The truth is that I never set out to become a writer, it just sort of happened.  As a teenager I got ‘in’ with a few pretty big bands at the time. This lead to me spending a lot of time around touring musicians and eventually getting a job in the industry. With lots of cool stories to tell and lots of empty hours waiting around for soundchecks or struggling to sleep on the tour bus, I started thinking about ways to show people what life behind the scenes was like – not the approved version you read about in autobiographies or see in documentaries – and I knew that it was important to keep things anonymous, lest I get sued or, even worse, kicked out of the inner circle and no longer invited to the cool parties.

It was during the writing of my first two books about the music industry that I realised I loved telling stories, and that I wanted to write lots more books about lots of different things. That’s when I realised that I didn’t need to keep writing about showbiz to benefit from letting my real life influencing my fictional work.
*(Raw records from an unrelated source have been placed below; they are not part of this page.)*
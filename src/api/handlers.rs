//! API request handlers

use serde_json::Value;
use tracing::debug;

use super::models::{BrowseResponse, RecommendResponse};
use crate::config::Config;
use crate::engine::{browse, BrowseRequest, BrowseSelection, Recommender};
use crate::error::Result;
use crate::models::{Query, RecommendRequest};
use crate::store::{load_catalog, CatalogStore};

/// Handle health check requests
pub async fn health_check(store: &dyn CatalogStore) -> Value {
    serde_json::json!({
        "status": "healthy",
        "service": "showreel-recommender",
        "store": store.name(),
        "version": env!("CARGO_PKG_VERSION"),
        "timestamp": chrono::Utc::now().to_rfc3339()
    })
}

/// Turn a request body into a query, applying the configured default limit
/// when the caller sent none.
pub fn query_from_request(request: RecommendRequest, config: &Config) -> Query {
    let explicit_limit = request.limit.is_some();
    let query = Query::from(request);
    if explicit_limit {
        query
    } else {
        query.with_limit(config.recommend.default_limit as i64)
    }
}

/// Handle recommendation requests
pub async fn recommend(
    store: &dyn CatalogStore,
    recommender: &Recommender,
    config: &Config,
    request: RecommendRequest,
) -> Result<RecommendResponse> {
    let query = query_from_request(request, config);
    debug!(
        "Recommend: objectives={:?} audiences={:?} budget={:?} durations={:?} excluded={}",
        query.objectives,
        query.audiences,
        query.budget,
        query.durations,
        query.exclude_ids.len()
    );

    let recommendation = recommender.recommend_from_store(store, &query).await?;
    Ok(RecommendResponse::from_recommendation(
        recommendation,
        config.server.debug_payload,
    ))
}

/// Handle browse requests
pub async fn browse_catalog(store: &dyn CatalogStore, request: BrowseRequest) -> Result<BrowseResponse> {
    let selection = BrowseSelection::from(request);
    let catalog = load_catalog(store).await?;
    Ok(BrowseResponse::from(browse(&catalog, &selection)))
}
You don’t need an unusual job or to have been through something out of the ordinary, anyone can let their day-to-day life influence their writing. Here are some of the pros and cons.

It lends your work a certain authenticity.  Basing your fictional writing on real things is a great way to make it more authentic, and your readers will appreciate this. If I told you to describe the inside of a spaceship in a way that was interesting to read, you might struggle if you’ve never been inside one. However, if I asked you to do the same with your bedroom, you’d have a lot more to say. I know what you’re thinking, that a spaceship is much more interesting than a bedroom, but your writing is what you make it, and remember that you’re writing fiction, so you can take the description of your bedroom and make it even better than the reality – change the colour of the curtains, make the walls thinner so you can hear all the interesting things going on on the other side of them or throw Henry Cavill in your bed. The same goes for describing a coffee shop, or the time you spend in a shopping centre. If you have a real location in mind, the geography is already set in stone. You won’t contradict yourself by saying that you went upstairs to the bathroom, and then saw someone you know walking past the window.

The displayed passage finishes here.